• [Action item]: It is required that all of the data be written out exactly.

(Stored items)
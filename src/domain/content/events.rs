use crate::domain::content::entity::ContentItem;
use crate::domain::content::value_objects::{ContentId, ContentKind};
use crate::domain::publisher::PublisherId;
use crate::domain::user::UserId;
use chrono::{DateTime, Utc};
use uuid::Uuid;

/// Handed from the lifecycle engine to the notifier after a successful publish.
#[derive(Debug, Clone, PartialEq, Eq)]
pub struct PublishEvent {
    pub event_id: Uuid,
    pub content_id: ContentId,
    pub kind: ContentKind,
    pub title: String,
    pub author_id: UserId,
    pub author_display_name: String,
    pub description: String,
    pub publisher_id: Option<PublisherId>,
    pub image_path: Option<String>,
    pub published_at: DateTime<Utc>,
}

impl PublishEvent {
    /// Builds the event for a published item. Returns `None` when the item
    /// has not been published.
    pub fn for_item(
        event_id: Uuid,
        item: &ContentItem,
        author_display_name: impl Into<String>,
    ) -> Option<Self> {
        let published_at = item.published_at?;
        Some(Self {
            event_id,
            content_id: item.id,
            kind: item.kind,
            title: item.title.as_str().to_string(),
            author_id: item.author_id,
            author_display_name: author_display_name.into(),
            description: summarize(item.body.as_str()),
            publisher_id: item.publisher_id,
            image_path: item.image_path.as_ref().map(|p| p.as_str().to_string()),
            published_at,
        })
    }
}

/// Collapses runs of whitespace so the body reads as a single-line description.
fn summarize(body: &str) -> String {
    body.split_whitespace().collect::<Vec<_>>().join(" ")
}
pub mod oracle;
pub mod specifications;

pub use oracle::RoleOracle;
pub use specifications::{
    CanApproveSpec, CanDeleteContentSpec, CanDirectPublishSpec, CanPublishSpec,
    CanViewContentSpec, ContentSpecification, PublishDecision,
};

• [Output for this exercise]:
filename src/domain/content/events.rs
use crate::domain::content::entity::ContentItem;
use crate::domain::content::value_objects::{ContentId, ContentKind};
use crate::domain::publisher::PublisherId;
use crate::domain::user::UserId;
use chrono::{DateTime, Utc};
use uuid::Uuid;

/// Handed from the lifecycle engine to the notifier after a successful publish.
#[derive(Debug, Clone, PartialEq, Eq)]
pub struct PublishEvent {
    pub event_id: Uuid,
    pub content_id: ContentId,
    pub kind: ContentKind,
    pub title: String,
    pub author_id: UserId,
    pub author_display_name: String,
    pub description: String,
    pub publisher_id: Option<PublisherId>,
    pub image_path: Option<String>,
    pub published_at: DateTime<Utc>,
}

impl PublishEvent {
    /// Builds the event for a published item. Returns `None` when the item
    /// has not been published.
    pub fn for_item(
        event_id: Uuid,
        item: &ContentItem,
        author_display_name: impl Into<String>,
    ) -> Option<Self> {
        let published_at = item.published_at?;
        Some(Self {
            event_id,
            content_id: item.id,
            kind: item.kind,
            title: item.title.as_str().to_string(),
            author_id: item.author_id,
            author_display_name: author_display_name.into(),
            description: summarize(item.body.as_str()),
            publisher_id: item.publisher_id,
            image_path: item.image_path.as_ref().map(|p| p.as_str().to_string()),
            published_at,
        })
    }
}

/// Collapses runs of whitespace so the body reads as a single-line description.
fn summarize(body: &str) -> String {
    body.split_whitespace().collect::<Vec<_>>().join(" ")
}
pub mod oracle;
pub mod specifications;

pub use oracle::RoleOracle;
pub use specifications::{
    CanApproveSpec, CanDeleteContentSpec, CanDirectPublishSpec, CanPublishSpec,
    CanViewContentSpec, ContentSpecification, PublishDecision,
};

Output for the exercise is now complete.